We applied BGW-TWAS and aggregated Cauchy test methods to integrate both cis- and trans- eQTL data of brain and blood tissues with GWAS summary data, identifying 141 TWAS risk genes of AD dementia. These identified risk genes provide novel insights into the underlying biological mechanisms of AD dementia and potential gene targets for therapeutics development.
转录组全关联研究(TWAS)是一种有影响力的工具,可用于识别与复杂疾病相关的基因,这些基因的遗传效应可能通过转录组介导。TWAS 利用参考遗传和转录组数据来估计遗传变异对基因表达的效应大小(即广义表达数量性状基因座的效应大小,eQTL)。这些估计的效应大小被用作基于基因的关联测试中的变异权重,有助于利用全基因组关联研究(GWAS)数据对风险基因进行映射。然而,大多数现有的阿尔茨海默病(AD)痴呆 TWAS 仅限于研究仅位于测试基因附近的顺式-eQTL。为了克服这一限制,我们应用了贝叶斯全基因组 TWAS(BGW-TWAS)方法来利用大脑和血液组织中的顺式和反式-eQTL,以增强 AD 痴呆风险基因的映射。
我们首先将 BGW-TWAS 应用于基因型组织表达(GTEx)V8 数据集,以估计前额叶皮质、皮质和全血组织的顺式和反式-eQTL 效应大小。估计的 eQTL 效应大小与最近的 AD 痴呆 GWAS 的汇总数据相结合,以获得每个组织类型每个基因的 BGW-TWAS(即基于基因的关联测试)p 值。然后,我们使用聚合的 Cauchy 关联测试来合并三个组织的 TWAS p 值,以获得每个基因的总体 TWAS p 值。

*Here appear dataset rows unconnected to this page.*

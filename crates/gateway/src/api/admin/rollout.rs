//! Policy engine rollout control (`/admin/rollout/*`) — moves traffic
//! between the embedded and remote policy backends via the shared
//! [`sark_policy::RolloutRegistry`] without restarting the gateway.

use axum::extract::State;
use axum::Json;
use serde::{Deserialize, Serialize};

use crate::api::admin::AdminGuard;
use crate::state::AppState;

#[derive(Debug, Deserialize)]
pub struct SetRolloutRequest {
    pub feature: String,
    pub percent: u8,
}

#[derive(Debug, Deserialize)]
pub struct FeatureRequest {
    pub feature: String,
}

#[derive(Debug, Serialize)]
pub struct RolloutStatus {
    pub percentages: std::collections::HashMap<String, u8>,
}

pub async fn set(_guard: AdminGuard, State(state): State<AppState>, Json(req): Json<SetRolloutRequest>) -> Json<RolloutStatus> {
    state.rollout.set(req.feature, req.percent);
    Json(RolloutStatus { percentages: state.rollout.snapshot() })
}

pub async fn rollback(_guard: AdminGuard, State(state): State<AppState>, Json(req): Json<FeatureRequest>) -> Json<RolloutStatus> {
    state.rollout.rollback(&req.feature);
    Json(RolloutStatus { percentages: state.rollout.snapshot() })
}

pub async fn rollback_all(_guard: AdminGuard, State(state): State<AppState>) -> Json<RolloutStatus> {
    state.rollout.rollback_all();
    Json(RolloutStatus { percentages: state.rollout.snapshot() })
}

pub async fn status(_guard: AdminGuard, State(state): State<AppState>) -> Json<RolloutStatus> {
    Json(RolloutStatus { percentages: state.rollout.snapshot() })
}
use std::collections::HashMap;

use rust_decimal::Decimal;
use serde_json::Value;

use crate::{CostEstimate, CostEstimator, CostRequest, UsageReport};

/// Zero-cost estimator for resources that carry no cost signal.
pub struct FreeEstimator {
    provider: String,
}

impl FreeEstimator {
    pub fn new(provider: impl Into<String>) -> Self {
        Self {
            provider: provider.into(),
        }
    }
}

impl CostEstimator for FreeEstimator {
    fn provider_name(&self) -> &str {
        &self.provider
    }

    fn estimate_cost(&self, _request: &CostRequest, _metadata: &Value) -> CostEstimate {
        CostEstimate::zero(&self.provider, false)
    }

    fn record_actual_cost(
        &self,
        _request: &CostRequest,
        _usage: &UsageReport,
        _metadata: &Value,
    ) -> Option<CostEstimate> {
        None
    }

    fn supports_actual_cost(&self) -> bool {
        false
    }
}

/// Flat per-call cost, independent of usage.
pub struct FixedEstimator {
    provider: String,
    cost_per_call: Decimal,
    currency: String,
}

impl FixedEstimator {
    pub fn new(provider: impl Into<String>, cost_per_call: Decimal, currency: impl Into<String>) -> Self {
        Self {
            provider: provider.into(),
            cost_per_call,
            currency: currency.into(),
        }
    }
}

impl CostEstimator for FixedEstimator {
    fn provider_name(&self) -> &str {
        &self.provider
    }

    fn estimate_cost(&self, _request: &CostRequest, _metadata: &Value) -> CostEstimate {
        CostEstimate {
            estimated_cost: self.cost_per_call,
            currency: self.currency.clone(),
            provider: self.provider.clone(),
            model: None,
            breakdown: HashMap::new(),
            metadata: HashMap::new(),
            fallback: false,
        }
    }

    fn record_actual_cost(
        &self,
        _request: &CostRequest,
        _usage: &UsageReport,
        _metadata: &Value,
    ) -> Option<CostEstimate> {
        None
    }

    fn supports_actual_cost(&self) -> bool {
        false
    }
}

/// Per-1M-token input/output pricing.
#[derive(Debug, Clone, Copy)]
pub struct TokenPrice {
    pub input_per_1m: Decimal,
    pub output_per_1m: Decimal,
}

/// Token-priced estimator: pricing table keyed by model name, with a
/// default row for models not explicitly listed.
pub struct TokenPriced {
    provider: String,
    currency: String,
    table: HashMap<String, TokenPrice>,
    default_row: TokenPrice,
}

pub struct TokenPricedBuilder {
    provider: String,
    currency: String,
    table: HashMap<String, TokenPrice>,
    default_row: TokenPrice,
}

impl TokenPricedBuilder {
    pub fn new(provider: impl Into<String>, default_row: TokenPrice) -> Self {
        Self {
            provider: provider.into(),
            currency: "USD".to_string(),
            table: HashMap::new(),
            default_row,
        }
    }

    pub fn currency(mut self, currency: impl Into<String>) -> Self {
        self.currency = currency.into();
        self
    }

    pub fn model(mut self, model: impl Into<String>, price: TokenPrice) -> Self {
        self.table.insert(model.into(), price);
        self
    }

    pub fn build(self) -> TokenPriced {
        TokenPriced {
            provider: self.provider,
            currency: self.currency,
            table: self.table,
            default_row: self.default_row,
        }
    }
}

impl TokenPriced {
    fn price_for(&self, model: Option<&str>) -> TokenPrice {
        model
            .and_then(|m| self.table.get(m))
            .copied()
            .unwrap_or(self.default_row)
    }

    fn cost(price: TokenPrice, input_tokens: u64, output_tokens: u64) -> (Decimal, HashMap<String, Decimal>) {
        let input_cost = price.input_per_1m * Decimal::from(input_tokens) / Decimal::from(1_000_000u64);
        let output_cost = price.output_per_1m * Decimal::from(output_tokens) / Decimal::from(1_000_000u64);
        let mut breakdown = HashMap::new();
        breakdown.insert("input".to_string(), input_cost);
        breakdown.insert("output".to_string(), output_cost);
        (input_cost + output_cost, breakdown)
    }

    /// 4 characters ≈ 1 token, rounded up.
    fn heuristic_tokens(chars: usize) -> u64 {
        ((chars + 3) / 4) as u64
    }
}

impl CostEstimator for TokenPriced {
    fn provider_name(&self) -> &str {
        &self.provider
    }

    fn estimate_cost(&self, request: &CostRequest, _metadata: &Value) -> CostEstimate {
        let price = self.price_for(request.model.as_deref());
        let input_tokens = request
            .estimated_input_chars
            .map(Self::heuristic_tokens)
            .unwrap_or(0);
        // Pre-call, output size is unknown; estimate symmetric to input.
        let (cost, breakdown) = Self::cost(price, input_tokens, input_tokens);
        CostEstimate {
            estimated_cost: cost,
            currency: self.currency.clone(),
            provider: self.provider.clone(),
            model: request.model.clone(),
            breakdown,
            metadata: HashMap::new(),
            fallback: false,
        }
    }

    fn record_actual_cost(
        &self,
        request: &CostRequest,
        usage: &UsageReport,
        _metadata: &Value,
    ) -> Option<CostEstimate> {
        if let Some(reported) = usage.reported_cost {
            return Some(CostEstimate {
                estimated_cost: reported,
                currency: self.currency.clone(),
                provider: self.provider.clone(),
                model: request.model.clone(),
                breakdown: HashMap::new(),
                metadata: HashMap::new(),
                fallback: false,
            });
        }
        let (input_tokens, output_tokens) = (usage.input_tokens, usage.output_tokens);
        if input_tokens.is_none() && output_tokens.is_none() {
            return None;
        }
        let price = self.price_for(request.model.as_deref());
        let (cost, breakdown) = Self::cost(price, input_tokens.unwrap_or(0), output_tokens.unwrap_or(0));
        Some(CostEstimate {
            estimated_cost: cost,
            currency: self.currency.clone(),
            provider: self.provider.clone(),
            model: request.model.clone(),
            breakdown,
            metadata: HashMap::new(),
            fallback: false,
        })
    }

    fn supports_actual_cost(&self) -> bool {
        true
    }
}

#[cfg(test)]
mod tests {
    use super::*;
    use rust_decimal_macros::dec;

    fn req(model: Option<&str>, chars: Option<usize>) -> CostRequest {
        CostRequest {
            provider: "openai".into(),
            model: model.map(String::from),
            estimated_input_chars: chars,
        }
    }

    #[test]
    fn free_is_always_zero() {
        let est = FreeEstimator::new("free");
        let c = est.estimate_cost(&req(None, Some(4000)), &Value::Null);
        assert_eq!(c.estimated_cost, Decimal::ZERO);
        assert!(!est.supports_actual_cost());
    }

    #[test]
    fn fixed_returns_configured_cost() {
        let est = FixedEstimator::new("webhook", dec!(0.002), "USD");
        let c = est.estimate_cost(&req(None, None), &Value::Null);
        assert_eq!(c.estimated_cost, dec!(0.002));
    }

    #[test]
    fn token_priced_falls_back_to_default_row_for_unknown_model() {
        let est = TokenPricedBuilder::new(
            "openai",
            TokenPrice {
                input_per_1m: dec!(1.00),
                output_per_1m: dec!(2.00),
            },
        )
        .model(
            "gpt-4o",
            TokenPrice {
                input_per_1m: dec!(5.00),
                output_per_1m: dec!(15.00),
            },
        )
        .build();

        let c = est.estimate_cost(&req(Some("unlisted-model"), Some(4000)), &Value::Null);
        // 4000 chars -> 1000 tokens in, 1000 tokens out (symmetric pre-call estimate)
        // at default row: 1000/1e6 * 1.00 + 1000/1e6 * 2.00 = 0.003
        assert_eq!(c.estimated_cost, dec!(0.003));
    }

    #[test]
    fn token_priced_uses_exact_model_row() {
        let est = TokenPricedBuilder::new(
            "openai",
            TokenPrice {
                input_per_1m: dec!(1.00),
                output_per_1m: dec!(2.00),
            },
        )
        .model(
            "gpt-4o",
            TokenPrice {
                input_per_1m: dec!(5.00),
                output_per_1m: dec!(15.00),
            },
        )
        .build();

        let usage = UsageReport {
            input_tokens: Some(1_000_000),
            output_tokens: Some(1_000_000),
            reported_cost: None,
        };
        let c = est
            .record_actual_cost(&req(Some("gpt-4o"), None), &usage, &Value::Null)
            .unwrap();
        assert_eq!(c.estimated_cost, dec!(20.00));
    }

    #[test]
    fn reported_cost_bypasses_pricing_table() {
        let est = TokenPricedBuilder::new(
            "openai",
            TokenPrice {
                input_per_1m: dec!(1.00),
                output_per_1m: dec!(2.00),
            },
        )
        .build();
        let usage = UsageReport {
            input_tokens: None,
            output_tokens: None,
            reported_cost: Some(dec!(9.99)),
        };
        let c = est
            .record_actual_cost(&req(None, None), &usage, &Value::Null)
            .unwrap();
        assert_eq!(c.estimated_cost, dec!(9.99));
    }

    #[test]
    fn no_usage_yields_no_actual_cost() {
        let est = TokenPricedBuilder::new(
            "openai",
            TokenPrice {
                input_per_1m: dec!(1.00),
                output_per_1m: dec!(2.00),
            },
        )
        .build();
        let usage = UsageReport::default();
        assert!(est
            .record_actual_cost(&req(None, None), &usage, &Value::Null)
            .is_none());
    }
}
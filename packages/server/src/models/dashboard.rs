use serde::Serialize;
use utoipa::ToSchema;

use crate::expiry::DashboardSummary;

#[derive(Serialize, ToSchema)]
pub struct DashboardSummaryResponse {
    /// Horizon used for `expiring_count`.
    #[schema(example = 3)]
    pub horizon_days: i64,
    #[schema(example = 4)]
    pub expiring_count: u64,
    #[schema(example = 17)]
    pub in_stock_count: u64,
    #[schema(example = 2)]
    pub feasible_recipe_count: u64,
}

impl From<DashboardSummary> for DashboardSummaryResponse {
    fn from(s: DashboardSummary) -> Self {
        Self {
            horizon_days: s.horizon_days,
            expiring_count: s.expiring_count,
            in_stock_count: s.in_stock_count,
            feasible_recipe_count: s.feasible_recipe_count,
        }
    }
}
use sea_orm::entity::prelude::*;
use serde::{Deserialize, Serialize};

#[sea_orm::model]
#[derive(Clone, Debug, PartialEq, DeriveEntityModel, Serialize, Deserialize)]
#[sea_orm(table_name = "recipe_ingredient")]
pub struct Model {
    #[sea_orm(primary_key)]
    pub id: i32,

    #[sea_orm(unique_key = "recipe_item")]
    pub recipe_id: i32,

    #[sea_orm(belongs_to, from = "recipe_id", to = "id")]
    pub recipe: HasOne<super::recipe::Entity>,

    #[sea_orm(unique_key = "recipe_item")]
    pub item_id: i32,

    #[sea_orm(belongs_to, from = "item_id", to = "id")]
    pub item: HasOne<super::item::Entity>,

    pub quantity: f64,
    pub unit: String,

    /// Insertion order within the recipe.
    #[sea_orm(default_value = 0)]
    pub position: i32,
}

impl ActiveModelBehavior for ActiveModel {}
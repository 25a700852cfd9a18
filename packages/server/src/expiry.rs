//! Expiry ranking and dashboard counters.

use chrono::{Duration, NaiveDate};
use common::BatchStatus;
use sea_orm::{
    AccessMode, ColumnTrait, ConnectionTrait, DatabaseConnection, DbBackend, DbErr, EntityTrait,
    IsolationLevel, PaginatorTrait, QueryFilter, QueryOrder, TransactionTrait,
};

use crate::entity::batch;
use crate::recipes;
use crate::utils::clock::days_until;

/// Horizons outside this range are rejected at the API boundary.
pub const MAX_HORIZON_DAYS: i64 = 3650;

#[derive(Clone, Debug)]
pub struct ExpiringBatch {
    pub batch: batch::Model,
    pub days_left: i64,
}

#[derive(Clone, Copy, Debug, PartialEq, Eq)]
pub struct DashboardSummary {
    pub horizon_days: i64,
    pub expiring_count: u64,
    pub in_stock_count: u64,
    pub feasible_recipe_count: u64,
}

/// Keep in-stock batches due within `horizon_days` of `today`, most urgent
/// first, ties broken by batch id.
pub fn rank_expiring(
    batches: Vec<batch::Model>,
    horizon_days: i64,
    today: NaiveDate,
) -> Vec<ExpiringBatch> {
    let mut ranked: Vec<ExpiringBatch> = batches
        .into_iter()
        .filter(|b| b.status == BatchStatus::InStock)
        .map(|b| ExpiringBatch {
            days_left: days_until(b.expire_date, today),
            batch: b,
        })
        .filter(|e| e.days_left <= horizon_days)
        .collect();
    ranked.sort_by_key(|e| (e.days_left, e.batch.id));
    ranked
}

/// In-stock batches with `expire_date - today <= horizon_days`, including
/// already expired ones. `days_left` is computed against `today` on every
/// call.
pub async fn list_expiring<C: ConnectionTrait>(
    db: &C,
    horizon_days: i64,
    today: NaiveDate,
) -> Result<Vec<ExpiringBatch>, DbErr> {
    let mut select = batch::Entity::find().filter(batch::Column::Status.eq(BatchStatus::InStock));
    if let Some(cutoff) = today.checked_add_signed(Duration::days(horizon_days)) {
        select = select.filter(batch::Column::ExpireDate.lte(cutoff));
    }

    let candidates = select
        .order_by_asc(batch::Column::ExpireDate)
        .order_by_asc(batch::Column::Id)
        .all(db)
        .await?;

    Ok(rank_expiring(candidates, horizon_days, today))
}

/// The three dashboard counters, read from one transaction so they describe
/// the same state.
pub async fn dashboard_summary(
    db: &DatabaseConnection,
    horizon_days: i64,
    today: NaiveDate,
) -> Result<DashboardSummary, DbErr> {
    let txn = match db.get_database_backend() {
        DbBackend::Postgres => {
            db.begin_with_config(
                Some(IsolationLevel::RepeatableRead),
                Some(AccessMode::ReadOnly),
            )
            .await?
        }
        _ => db.begin().await?,
    };

    let expiring_count = list_expiring(&txn, horizon_days, today).await?.len() as u64;
    let in_stock_count = batch::Entity::find()
        .filter(batch::Column::Status.eq(BatchStatus::InStock))
        .count(&txn)
        .await?;
    let feasible_recipe_count = recipes::feasible_recipes(&txn).await?.len() as u64;

    txn.commit().await?;

    Ok(DashboardSummary {
        horizon_days,
        expiring_count,
        in_stock_count,
        feasible_recipe_count,
    })
}
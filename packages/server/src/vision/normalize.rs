//! Turns loosely shaped provider output into [`Detection`]s.
//!
//! Every field has a fallback, so one odd entry never aborts the rest.

use std::collections::HashMap;

use chrono::{Days, NaiveDate};
use common::{Detection, StorageLocation};
use serde_json::Value;
use tracing::warn;

use crate::entity::item;

/// Label used when a provider entry names nothing.
pub const UNKNOWN_ITEM_NAME: &str = "未知";
const FALLBACK_UNIT: &str = "unit";
const DATE_FORMAT: &str = "%Y-%m-%d";

#[derive(Clone, Debug, PartialEq, Eq)]
pub struct CatalogEntry {
    pub id: i32,
    pub name: String,
    pub default_unit: String,
    pub shelf_life_days_default: Option<i32>,
}

impl From<item::Model> for CatalogEntry {
    fn from(item: item::Model) -> Self {
        Self {
            id: item.id,
            name: item.name,
            default_unit: item.default_unit,
            shelf_life_days_default: item.shelf_life_days_default,
        }
    }
}

/// Exact-name lookup over the item catalog.
#[derive(Clone, Debug, Default)]
pub struct CatalogIndex {
    by_name: HashMap<String, CatalogEntry>,
}

impl CatalogIndex {
    pub fn new(entries: impl IntoIterator<Item = CatalogEntry>) -> Self {
        Self {
            by_name: entries.into_iter().map(|e| (e.name.clone(), e)).collect(),
        }
    }

    pub fn lookup(&self, name: &str) -> Option<&CatalogEntry> {
        self.by_name.get(name)
    }
}

/// Normalize the `detections` array of a provider response. A missing or
/// non-array field yields no detections.
pub fn normalize_response(
    response: &Value,
    image_id: &str,
    catalog: &CatalogIndex,
    today: NaiveDate,
) -> Vec<Detection> {
    let Some(entries) = response.get("detections").and_then(Value::as_array) else {
        warn!(image_id, "Vision response carried no detections array");
        return Vec::new();
    };

    entries
        .iter()
        .enumerate()
        .filter_map(|(idx, entry)| {
            if !entry.is_object() {
                warn!(image_id, idx, "Skipping non-object detection entry");
                return None;
            }
            Some(normalize_entry(entry, idx, image_id, catalog, today))
        })
        .collect()
}

pub fn normalize_entry(
    entry: &Value,
    idx: usize,
    image_id: &str,
    catalog: &CatalogIndex,
    today: NaiveDate,
) -> Detection {
    let raw_name = non_empty_str(entry, "name")
        .or_else(|| non_empty_str(entry, "item_name"))
        .unwrap_or(UNKNOWN_ITEM_NAME);
    let matched = catalog.lookup(raw_name);

    let temp_id = match entry.get("temp_id") {
        Some(Value::String(s)) if !s.trim().is_empty() => s.clone(),
        Some(Value::Number(n)) => n.to_string(),
        _ => format!("det_http_{image_id}_{idx}"),
    };

    let confidence = number_field(entry, "confidence")
        .filter(|c| c.is_finite())
        .map(|c| c.clamp(0.0, 1.0))
        .unwrap_or(0.0);

    let quantity = number_field(entry, "quantity")
        .filter(|q| q.is_finite() && *q > 0.0)
        .unwrap_or(1.0);

    let unit = non_empty_str(entry, "unit")
        .map(str::to_string)
        .or_else(|| matched.map(|m| m.default_unit.clone()))
        .unwrap_or_else(|| FALLBACK_UNIT.to_string());

    let location = non_empty_str(entry, "location")
        .and_then(|l| l.parse::<StorageLocation>().ok())
        .unwrap_or_default();

    Detection {
        temp_id,
        item_id: matched.map(|m| m.id),
        item_name: matched
            .map(|m| m.name.clone())
            .unwrap_or_else(|| raw_name.to_string()),
        confidence,
        quantity,
        unit,
        suggest_expire_date: suggested_expiry(entry, today),
        location,
    }
}

/// Explicit date first, then a whole-day offset from `today`.
fn suggested_expiry(entry: &Value, today: NaiveDate) -> Option<NaiveDate> {
    if let Some(raw) = non_empty_str(entry, "suggest_expire_date") {
        match NaiveDate::parse_from_str(raw.trim(), DATE_FORMAT) {
            Ok(date) => return Some(date),
            Err(_) => warn!(raw, "Ignoring malformed suggest_expire_date"),
        }
    }

    let days = match entry.get("suggest_expire_days")? {
        Value::Null => return None,
        Value::Number(n) => n
            .as_i64()
            .or_else(|| n.as_f64().filter(|f| f.is_finite()).map(|f| f.trunc() as i64)),
        Value::String(s) => s.trim().parse::<i64>().ok(),
        _ => None,
    };
    let Some(days) = days else {
        warn!("Ignoring malformed suggest_expire_days");
        return None;
    };

    if days >= 0 {
        today.checked_add_days(Days::new(days as u64))
    } else {
        today.checked_sub_days(Days::new(days.unsigned_abs()))
    }
}

fn non_empty_str<'a>(entry: &'a Value, key: &str) -> Option<&'a str> {
    entry
        .get(key)
        .and_then(Value::as_str)
        .map(str::trim)
        .filter(|s| !s.is_empty())
}

fn number_field(entry: &Value, key: &str) -> Option<f64> {
    match entry.get(key)? {
        Value::Number(n) => n.as_f64(),
        Value::String(s) => s.trim().parse::<f64>().ok(),
        _ => None,
    }
}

我们在前额皮质中鉴定出 85 个与 AD 痴呆显著相关的基因,在皮质中鉴定出 82 个,在全血中鉴定出 76 个。通过合并这三个组织的 BGW-TWAS p 值,我们获得了 141 个显著的风险基因,其中包括 34 个主要由于反式-eQTL 引起的基因和 35 个在 GWAS 目录中映射的风险基因。利用这 141 个显著的风险基因,我们通过蛋白质-蛋白质相互作用网络分析检测到了包含已知映射的 AD GWAS 风险基因和我们通过 TWAS 识别的风险基因的功能簇,以及与 AD 相关的几个丰富表型。
我们应用了 BGW-TWAS 和聚合的 Cauchy 测试方法,将大脑和血液组织的顺式和反式-eQTL 数据与 GWAS 汇总数据相结合,确定了 141 个 AD 痴呆的 TWAS 风险基因。这些鉴定出的风险基因为 AD 痴呆的潜在生物学机制提供了新的见解,并为治疗药物的开发提供了潜在的基因靶点。